Tribunal de Évora adia leitura do acórdão de dupla julgada por assaltos a bancos
Adiamento deve-se à necessidade de efetuar notificações sobre questões relacionadas com a indemnização à vítima dos assaltos.
O Tribunal de Évora adiou esta segunda-feira para o dia 28 a leitura do acórdão do julgamento dos dois homens, de 43 e 44 anos, acusados de roubos e sequestros em agências bancárias de várias localidades do país.
Na sessão de esta segunda-feira, para a qual estava prevista a leitura do acórdão, o presidente do coletivo de juízes que está a julgar o caso informou sobre o adiamento e indicou que a decisão sobre o processo será conhecida às 13h30 do dia 28 deste mês.
O magistrado explicou que este adiamento se deve à necessidade de efetuar notificações sobre questões relacionadas com a indemnização à vítima a quem foram roubados, durante um dos assaltos, 790 euros que pretendia depositar.
Os dois arguidos, ambos de nacionalidade brasileira, estão acusados da prática de roubos a bancos, com recurso a réplicas de armas de fogo e mantendo os clientes sob sequestro, o que lhes permitiu apropriarem-se de mais de meio milhão de euros.
No início do julgamento, no dia 25 de fevereiro deste ano, os dois homens confessaram a autoria dos crimes, tendo o Ministério Público (MP) e as partes prescindido da produção de prova.
De acordo com a acusação, à qual a Lusa teve acesso, o arguido mais velho, reincidente, está acusado de cinco crimes de roubo, nove de sequestro, 32 de falsificação de documento, além de uma contraordenação por detenção ilegal de arma.
Já em coautoria, os dois arguidos, ambos em prisão preventiva desde que foram detidos em abril de 2025, estão acusados de dois crimes de roubo, um de sequestro e outro de branqueamento de capitais, pode ainda ler-se.
Segundo o MP, entre julho de 2023 e setembro de 2024, o arguido mais velho é suspeito de ter assaltado dependências bancárias em Vendas Novas e Alcáçovas, no distrito de Évora, onde também terá presumivelmente roubado uma cliente que ia depositar dinheiro, e em Águas de Moura, no de Setúbal.
No Brasil, este homem terá proposto colaboração ao outro arguido e, juntos, utilizando os mesmos métodos, terão assaltado agências bancárias em Castro Verde, no distrito de Beja, Estoi, no de Faro, e Lourinhã, no de Lisboa, realça o MP.
O despacho de acusação detalha os valores roubados em cada um dos seus assaltos, nas caixas, no cofre principal, nas gavetas cacifos das máquinas multibanco e a uma cliente, num total que ascende a cerca de 548 mil euros.

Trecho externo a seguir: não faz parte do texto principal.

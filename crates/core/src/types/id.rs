//! Newtype IDs for store-generated entity references.
//!
//! Order and quote IDs are assigned by the entity store on insert. Callers
//! receive them back and may pass them to later operations, but never mint
//! them. The `define_id!` macro keeps the two ID spaces from being mixed.

/// Macro to define a type-safe ID wrapper.
///
/// Creates a newtype wrapper around `i32` with:
/// - `Serialize`/`Deserialize` with `#[serde(transparent)]`
/// - `Debug`, `Clone`, `Copy`, `PartialEq`, `Eq`, `Hash`
/// - Conversion methods: `new()`, `as_i32()`
/// - `From<i32>` and `Into<i32>` implementations
/// - `sqlx` `Type`, `Encode`, and `Decode` implementations (with `postgres` feature)
///
/// # Example
///
/// ```rust
/// # use panaderia_core::define_id;
/// define_id!(TrayId);
/// define_id!(OvenId);
///
/// let tray_id = TrayId::new(1);
/// let oven_id = OvenId::new(1);
///
/// // These are different types, so this won't compile:
/// // let _: TrayId = oven_id;
/// ```
#[macro_export]
macro_rules! define_id {
    ($name:ident) => {
        #[derive(
            Debug,
            Clone,
            Copy,
            PartialEq,
            Eq,
            Hash,
            ::serde::Serialize,
            ::serde::Deserialize
        )]
        #[serde(transparent)]
        pub struct $name(i32);

        impl $name {
            /// Create a new ID from an i32 value.
            #[must_use]
            pub const fn new(id: i32) -> Self {
                Self(id)
            }

            /// Get the underlying i32 value.
            #[must_use]
            pub const fn as_i32(&self) -> i32 {
                self.0
            }
        }

        impl ::core::fmt::Display for $name {
            fn fmt(&self, f: &mut ::core::fmt::Formatter<'_>) -> ::core::fmt::Result {
                write!(f, "{}", self.0)
            }
        }

        impl From<i32> for $name {
            fn from(id: i32) -> Self {
                Self(id)
            }
        }

        impl From<$name> for i32 {
            fn from(id: $name) -> Self {
                id.0
            }
        }

        #[cfg(feature = "postgres")]
        impl ::sqlx::Type<::sqlx::Postgres> for $name {
            fn type_info() -> ::sqlx::postgres::PgTypeInfo {
                <i32 as ::sqlx::Type<::sqlx::Postgres>>::type_info()
            }

            fn compatible(ty: &::sqlx::postgres::PgTypeInfo) -> bool {
                <i32 as ::sqlx::Type<::sqlx::Postgres>>::compatible(ty)
            }
        }

        #[cfg(feature = "postgres")]
        impl<'r> ::sqlx::Decode<'r, ::sqlx::Postgres> for $name {
            fn decode(
                value: ::sqlx::postgres::PgValueRef<'r>,
            ) -> ::core::result::Result<Self, ::sqlx::error::BoxDynError> {
                let id = <i32 as ::sqlx::Decode<::sqlx::Postgres>>::decode(value)?;
                Ok(Self(id))
            }
        }

        #[cfg(feature = "postgres")]
        impl ::sqlx::Encode<'_, ::sqlx::Postgres> for $name {
            fn encode_by_ref(
                &self,
                buf: &mut ::sqlx::postgres::PgArgumentBuffer,
            ) -> ::std::result::Result<::sqlx::encode::IsNull, ::sqlx::error::BoxDynError> {
                <i32 as ::sqlx::Encode<::sqlx::Postgres>>::encode_by_ref(&self.0, buf)
            }
        }
    };
}

define_id!(OrderId);
define_id!(QuoteId);

impl QuoteId {
    /// Human-legible reference code shown to customers and staff (e.g. `QT-000042`).
    ///
    /// Orders created from a quote carry this code inside their encoded
    /// `special_requests`, not as a foreign key.
    #[must_use]
    pub fn reference_code(&self) -> String {
        format!("QT-{:06}", self.0)
    }
}

#[cfg(test)]
mod tests {
    use super::*;

    #[test]
    fn test_quote_reference_code_is_zero_padded() {
        assert_eq!(QuoteId::new(42).reference_code(), "QT-000042");
        assert_eq!(QuoteId::new(1_234_567).reference_code(), "QT-1234567");
    }

    #[test]
    fn test_id_serde_is_transparent() {
        let id = OrderId::new(7);
        assert_eq!(serde_json::to_string(&id).ok().as_deref(), Some("7"));
        let parsed: Option<OrderId> = serde_json::from_str("7").ok();
        assert_eq!(parsed, Some(id));
    }
}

De acordo com o MP, os arguidos enviavam o dinheiro obtido nos roubos para o Brasil, através de agências de câmbio e transferência, utilizando, em alguns casos, pessoas que conheciam e outras que encontravam na rua, a troco de 50 euros.
O homem mais velho já foi condenado em Portugal pelo mesmo tipo de crimes, a uma pena única em cúmulo jurídico de 19 anos e 11 meses de prisão, por acórdão transitado em julgado em 30 de setembro de 2020.
O arguido foi entregue, a seu pedido, às autoridades brasileiras em 31 de março de 2022 para continuar a cumprir a pena naquele país, mas, um ano e três meses depois, estava de volta a Portugal, com identidade falsa, para dar início a uma nova vaga de assaltos, lê-se ainda no despacho de acusação.